A maioria do conteúdo de quadrinhos disponibilizado na Internet é simplesmente uma HQ tradicional que é difundida nas redes, podendo ser escaneada ou mesmo criada digitalmente, mas que não agrega nenhum dos novos elementos possibilitados pela hipermídia e repete o suporte papel”, explica o pesquisador. “As HQtrônicas são narrativas híbridas que utilizam os elementos tradicionais dos quadrinhos em suporte papel – como balão de fala e enquadramento -, mas agregam novas possibilidades hipermidiáticas – como trechos animados, multilinearidade, tela infinita”, ilustra.

É exemplo a própria “O Diário de Virgínia”, de Cátia Ana: na HQ, a autora fez experimentações que incorporaram, em sua estrutura, elementos do suporte digital. “Assim como ‘O Diário’, são histórias nas quais é quase impossível transpô-las para o meio impresso, pois foram pensadas para o meio digital. Testei com alguns capítulos e, realmente, não rola mesmo a transposição”, diz a desenhista.

“Eu sou particularmente encantada com a tela infinita, em colocar uma história em uma única página, pois isso abre várias possibilidades de utilizar a forma de leitura como um recurso narrativo”, expressa. Em um dos capítulos da HQ, Cátia Ana utilizou-se de uma montanha-russa para contar a história: nela, o leitor ia acompanhando, com o mouse, para onde o brinquedo ia levando. A webcomic está disponível em www.odiariodevirginia.com/.

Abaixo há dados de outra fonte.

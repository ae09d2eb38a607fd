pub mod attendees;
pub mod form;

pub use form::{EventForm, EventInput, FormField, Submission, ValidationError, FORM_DATETIME_FORMAT};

Cátia Ana utilizou-se de recursos como a tela infinita para criar o ambiente de sua webcomic “O Diário de Virgínia” – Crédito: Cátia Ana/Divulgação

Para Rodrigo, a questão bate em um calo pessoal: sua dissertação de mestrado foi justamente sobre as técnicas de releitura de HQs no ambiente digital. “É uma grande decepção quando penso no que poderiam ser os quadrinhos digitais. Se a editora ou artista apenas pega o quadrinho impresso e publica digitalmente como ‘páginas escaneadas’, está usando o ambiente digital apenas como meio de distribuição. Isso não deixa de ser importante e inteligente, afinal é reprodutibilidade custo zero, porém é uma atitude muito pobre”, desaprova o professor.

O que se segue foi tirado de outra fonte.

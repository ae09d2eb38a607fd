use std::time::Duration;

use async_trait::async_trait;
use chrono::{DateTime, Utc};
use reqwest::header::CONTENT_DISPOSITION;
use serde::de::DeserializeOwned;
use thiserror::Error;

use crate::app::ErrorKind;
use crate::calendar::{iso, Event, NewEvent, SaveAck};

#[derive(Debug, Error)]
pub enum ApiError {
    #[error("HTTP request failed: {0}")]
    HttpError(#[from] reqwest::Error),
    #[error("Server returned {status}: {body}")]
    StatusError { status: u16, body: String },
    #[error("Not found: {0}")]
    NotFound(String),
    #[error("Save was not acknowledged by the server")]
    Rejected,
    #[error("Parse error: {0}")]
    ParseError(String),
}

impl ApiError {
    pub fn kind(&self) -> ErrorKind {
        match self {
            ApiError::HttpError(_) => ErrorKind::Network,
            ApiError::StatusError { .. } | ApiError::NotFound(_) | ApiError::ParseError(_) => ErrorKind::Server,
            ApiError::Rejected => ErrorKind::Rejected,
        }
    }
}

/// Downloaded export body and the file name the server suggested for it.
#[derive(Debug, Clone, PartialEq)]
pub struct ExportFile {
    pub file_name: Option<String>,
    pub bytes: Vec<u8>,
}

#[cfg_attr(test, mockall::automock)]
#[async_trait]
pub trait CalendarApi: Send + Sync {
    async fn list_events(
        &self,
        start: DateTime<Utc>,
        end: DateTime<Utc>,
    ) -> Result<Vec<Event>, ApiError>;

    async fn create_event(&self, event: &NewEvent) -> Result<SaveAck, ApiError>;

    async fn update_event(&self, event_id: &str, event: &NewEvent) -> Result<SaveAck, ApiError>;

    async fn export_event(&self, event_id: &str) -> Result<ExportFile, ApiError>;

    async fn export_range(
        &self,
        start: DateTime<Utc>,
        end: DateTime<Utc>,
    ) -> Result<ExportFile, ApiError>;
}

pub struct HttpCalendarClient {
    base_url: String,
    client: reqwest::Client,
}

impl HttpCalendarClient {
    pub fn new(base_url: String) -> Self {
        Self {
            base_url: base_url.trim_end_matches('/').to_string(),
            client: reqwest::Client::new(),
        }
    }

    pub fn with_timeout(base_url: String, timeout: Duration) -> Result<Self, ApiError> {
        let client = reqwest::Client::builder().timeout(timeout).build()?;
        Ok(Self {
            base_url: base_url.trim_end_matches('/').to_string(),
            client,
        })
    }

    fn url(&self, path: &str) -> String {
        format!("{}{}", self.base_url, path)
    }

    async fn post_event(&self, url: String, event: &NewEvent) -> Result<SaveAck, ApiError> {
        tracing::debug!("POST {} with payload: {:?}", url, event);

        let response = self.client.post(&url).json(event).send().await?;
        let ack: SaveAck = read_json(response, &url).await?;

        if !ack.acknowledged {
            tracing::warn!("Save to {} was not acknowledged", url);
            return Err(ApiError::Rejected);
        }

        Ok(ack)
    }

    async fn download(&self, url: String, query: &[(&str, String)]) -> Result<ExportFile, ApiError> {
        let response = self.client.get(&url).query(query).send().await?;
        let response = check_status(response, &url).await?;

        let file_name = response
            .headers()
            .get(CONTENT_DISPOSITION)
            .and_then(|value| value.to_str().ok())
            .and_then(crate::storage::downloads::file_name_from_disposition);
        let bytes = response.bytes().await?.to_vec();

        tracing::info!("Downloaded {} bytes from {}", bytes.len(), url);
        Ok(ExportFile { file_name, bytes })
    }
}

async fn check_status(response: reqwest::Response, url: &str) -> Result<reqwest::Response, ApiError> {
    let status = response.status();
    tracing::info!("{} responded with {}", url, status);

    if status == reqwest::StatusCode::NOT_FOUND {
        tracing::error!("Not found: {}", url);
        return Err(ApiError::NotFound(url.to_string()));
    }

    if !status.is_success() {
        let body = response.text().await?;
        tracing::error!("Request to {} failed. Status: {}, Body: {}", url, status, body);
        return Err(ApiError::StatusError {
            status: status.as_u16(),
            body,
        });
    }

    Ok(response)
}

pub(crate) async fn read_json<T: DeserializeOwned>(
    response: reqwest::Response,
    url: &str,
) -> Result<T, ApiError> {
    let response = check_status(response, url).await?;
    let body = response.text().await?;

    serde_json::from_str(&body).map_err(|e| {
        tracing::error!("Malformed response from {}: {}", url, e);
        ApiError::ParseError(e.to_string())
    })
}

#[async_trait]
impl CalendarApi for HttpCalendarClient {
    async fn list_events(
        &self,
        start: DateTime<Utc>,
        end: DateTime<Utc>,
    ) -> Result<Vec<Event>, ApiError> {
        let url = self.url("/events");
        tracing::info!("Fetching events from {} to {}", start, end);

        let response = self
            .client
            .get(&url)
            .query(&[("start", iso::format(&start)), ("end", iso::format(&end))])
            .send()
            .await?;

        let events: Vec<Event> = read_json(response, &url).await?;
        tracing::info!("Fetched {} events successfully", events.len());
        Ok(events)
    }

    async fn create_event(&self, event: &NewEvent) -> Result<SaveAck, ApiError> {
        tracing::info!("Creating event: {} on {}", event.title, event.start);
        let ack = self.post_event(self.url("/events"), event).await?;
        tracing::info!("Event created: {:?}", ack.inserted_id);
        Ok(ack)
    }

    async fn update_event(&self, event_id: &str, event: &NewEvent) -> Result<SaveAck, ApiError> {
        tracing::info!("Updating event {}: {}", event_id, event.title);
        let ack = self.post_event(self.url(&format!("/events/{}", event_id)), event).await?;
        tracing::info!("Event {} updated", event_id);
        Ok(ack)
    }

    async fn export_event(&self, event_id: &str) -> Result<ExportFile, ApiError> {
        tracing::info!("Exporting event {}", event_id);
        self.download(self.url("/events/export"), &[("id", event_id.to_string())])
            .await
    }

    async fn export_range(
        &self,
        start: DateTime<Utc>,
        end: DateTime<Utc>,
    ) -> Result<ExportFile, ApiError> {
        tracing::info!("Exporting events from {} to {}", start, end);
        self.download(
            self.url("/events/export/all"),
            &[("start", iso::format(&start)), ("end", iso::format(&end))],
        )
        .await
    }
}

#[cfg(test)]
mod tests {
    use super::*;
    use crate::calendar::{Attendee, Organizer};
    use chrono::TimeZone;
    use pretty_assertions::assert_eq;
    use serde_json::json;
    use wiremock::matchers::{body_json, method, path, query_param};
    use wiremock::{Mock, MockServer, ResponseTemplate};

    fn utc(year: i32, month: u32, day: u32, hour: u32) -> DateTime<Utc> {
        Utc.with_ymd_and_hms(year, month, day, hour, 0, 0).unwrap()
    }

    fn client_for(server: &MockServer) -> HttpCalendarClient {
        HttpCalendarClient::new(format!("{}/api/calendar", server.uri()))
    }

    fn sync_payload() -> NewEvent {
        NewEvent {
            title: "Sync".to_string(),
            start: utc(2024, 1, 1, 10),
            end: utc(2024, 1, 1, 11),
            location: String::new(),
            description: String::new(),
            organizer: Organizer { name: "A".to_string(), email: "a@x.com".to_string() },
            attendees: vec![],
        }
    }

    #[test]
    fn client_trims_trailing_slash() {
        let client = HttpCalendarClient::new("http://localhost:5000/api/calendar/".to_string());
        assert_eq!(client.url("/events"), "http://localhost:5000/api/calendar/events");
    }

    #[tokio::test]
    async fn list_events_sends_iso_window_and_parses_dates() {
        let server = MockServer::start().await;
        Mock::given(method("GET"))
            .and(path("/api/calendar/events"))
            .and(query_param("start", "2024-01-01T00:00:00.000Z"))
            .and(query_param("end", "2024-02-01T00:00:00.000Z"))
            .respond_with(ResponseTemplate::new(200).set_body_json(json!([
                {
                    "_id": "e1",
                    "title": "Standup",
                    "start": "2024-01-03T09:00:00.000Z",
                    "end": "2024-01-03T09:15:00.000Z",
                    "location": "",
                    "description": "",
                    "organizer": {"name": "A", "email": "a@x.com"},
                    "attendees": []
                }
            ])))
            .expect(1)
            .mount(&server)
            .await;

        let events = client_for(&server)
            .list_events(utc(2024, 1, 1, 0), utc(2024, 2, 1, 0))
            .await
            .unwrap();

        assert_eq!(events.len(), 1);
        assert_eq!(events[0].start, utc(2024, 1, 3, 9));
    }

    #[tokio::test]
    async fn list_events_reports_malformed_body() {
        let server = MockServer::start().await;
        Mock::given(method("GET"))
            .and(path("/api/calendar/events"))
            .respond_with(ResponseTemplate::new(200).set_body_string("<html>oops</html>"))
            .mount(&server)
            .await;

        let err = client_for(&server)
            .list_events(utc(2024, 1, 1, 0), utc(2024, 2, 1, 0))
            .await
            .unwrap_err();

        assert!(matches!(err, ApiError::ParseError(_)));
        assert_eq!(err.kind(), ErrorKind::Server);
    }

    #[tokio::test]
    async fn list_events_reports_server_error_status() {
        let server = MockServer::start().await;
        Mock::given(method("GET"))
            .and(path("/api/calendar/events"))
            .respond_with(ResponseTemplate::new(500).set_body_string("boom"))
            .mount(&server)
            .await;

        let err = client_for(&server)
            .list_events(utc(2024, 1, 1, 0), utc(2024, 2, 1, 0))
            .await
            .unwrap_err();

        assert!(matches!(err, ApiError::StatusError { status: 500, .. }));
    }

    #[tokio::test]
    async fn unreachable_server_is_a_network_error() {
        let client = HttpCalendarClient::new("http://127.0.0.1:9/api/calendar".to_string());

        let err = client
            .list_events(utc(2024, 1, 1, 0), utc(2024, 2, 1, 0))
            .await
            .unwrap_err();

        assert_eq!(err.kind(), ErrorKind::Network);
    }

    #[tokio::test]
    async fn create_event_posts_payload_to_collection() {
        let server = MockServer::start().await;
        Mock::given(method("POST"))
            .and(path("/api/calendar/events"))
            .and(body_json(json!({
                "title": "Sync",
                "start": "2024-01-01T10:00:00.000Z",
                "end": "2024-01-01T11:00:00.000Z",
                "location": "",
                "description": "",
                "organizer": {"name": "A", "email": "a@x.com"},
                "attendees": []
            })))
            .respond_with(ResponseTemplate::new(200).set_body_json(json!({
                "acknowledged": true,
                "insertedId": "65a0"
            })))
            .expect(1)
            .mount(&server)
            .await;

        let ack = client_for(&server).create_event(&sync_payload()).await.unwrap();

        assert!(ack.acknowledged);
        assert_eq!(ack.inserted_id.as_deref(), Some("65a0"));
    }

    #[tokio::test]
    async fn update_event_posts_to_event_path() {
        let server = MockServer::start().await;
        let mut payload = sync_payload();
        payload.attendees = vec![Attendee::required("B C".to_string(), "b@x.com".to_string())];

        Mock::given(method("POST"))
            .and(path("/api/calendar/events/65a0"))
            .respond_with(ResponseTemplate::new(200).set_body_json(json!({
                "acknowledged": true,
                "modifiedCount": 1
            })))
            .expect(1)
            .mount(&server)
            .await;

        let ack = client_for(&server).update_event("65a0", &payload).await.unwrap();

        assert_eq!(ack.modified_count, Some(1));
    }

    #[tokio::test]
    async fn unacknowledged_save_is_rejected() {
        let server = MockServer::start().await;
        Mock::given(method("POST"))
            .and(path("/api/calendar/events"))
            .respond_with(ResponseTemplate::new(200).set_body_json(json!({"acknowledged": false})))
            .mount(&server)
            .await;

        let err = client_for(&server).create_event(&sync_payload()).await.unwrap_err();

        assert!(matches!(err, ApiError::Rejected));
        assert_eq!(err.kind(), ErrorKind::Rejected);
    }

    #[tokio::test]
    async fn export_event_is_keyed_by_id_only() {
        let server = MockServer::start().await;
        Mock::given(method("GET"))
            .and(path("/api/calendar/events/export"))
            .and(query_param("id", "65a0"))
            .respond_with(
                ResponseTemplate::new(200)
                    .insert_header("content-disposition", "attachment; filename=\"standup.ics\"")
                    .set_body_bytes(b"BEGIN:VCALENDAR".to_vec()),
            )
            .expect(1)
            .mount(&server)
            .await;

        let file = client_for(&server).export_event("65a0").await.unwrap();

        assert_eq!(file.file_name.as_deref(), Some("standup.ics"));
        assert_eq!(file.bytes, b"BEGIN:VCALENDAR".to_vec());

        let requests = server.received_requests().await.unwrap();
        assert_eq!(requests[0].url.query(), Some("id=65a0"));
    }

    #[tokio::test]
    async fn export_range_is_keyed_by_window_only() {
        let server = MockServer::start().await;
        Mock::given(method("GET"))
            .and(path("/api/calendar/events/export/all"))
            .and(query_param("start", "2024-01-01T00:00:00.000Z"))
            .and(query_param("end", "2024-02-01T00:00:00.000Z"))
            .respond_with(ResponseTemplate::new(200).set_body_bytes(b"ICS".to_vec()))
            .expect(1)
            .mount(&server)
            .await;

        let file = client_for(&server)
            .export_range(utc(2024, 1, 1, 0), utc(2024, 2, 1, 0))
            .await
            .unwrap();

        assert_eq!(file.file_name, None);
        assert_eq!(file.bytes, b"ICS".to_vec());

        let requests = server.received_requests().await.unwrap();
        let keys: Vec<String> = requests[0].url.query_pairs().map(|(k, _)| k.into_owned()).collect();
        assert_eq!(keys, vec!["start".to_string(), "end".to_string()]);
    }

    #[tokio::test]
    async fn export_of_missing_event_is_not_found() {
        let server = MockServer::start().await;
        Mock::given(method("GET"))
            .and(path("/api/calendar/events/export"))
            .respond_with(ResponseTemplate::new(404))
            .mount(&server)
            .await;

        let err = client_for(&server).export_event("nope").await.unwrap_err();

        assert!(matches!(err, ApiError::NotFound(_)));
    }
}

Os quadrinhos são uma linguagem formada por diversos elementos e, no ambiente digital, todos eles podem ser incrementados: os balões podem ser interativos, personagens e cenários podem ser animados e até a própria estrutura de leitura em páginas pode ser quebrada, afinal, página é um conceito do impresso. Se um artista apenas pensar que sua página, ao invés de um arquivo estático, puder ser um GIF animado, por exemplo, já vai mudar radicalmente seu escopo de elementos visuais. Tem muitos quadrinhos assim por aí e são geniais”, conclui.

Números:

150 internautas (em pesquisa feita através de formulário Google Docs)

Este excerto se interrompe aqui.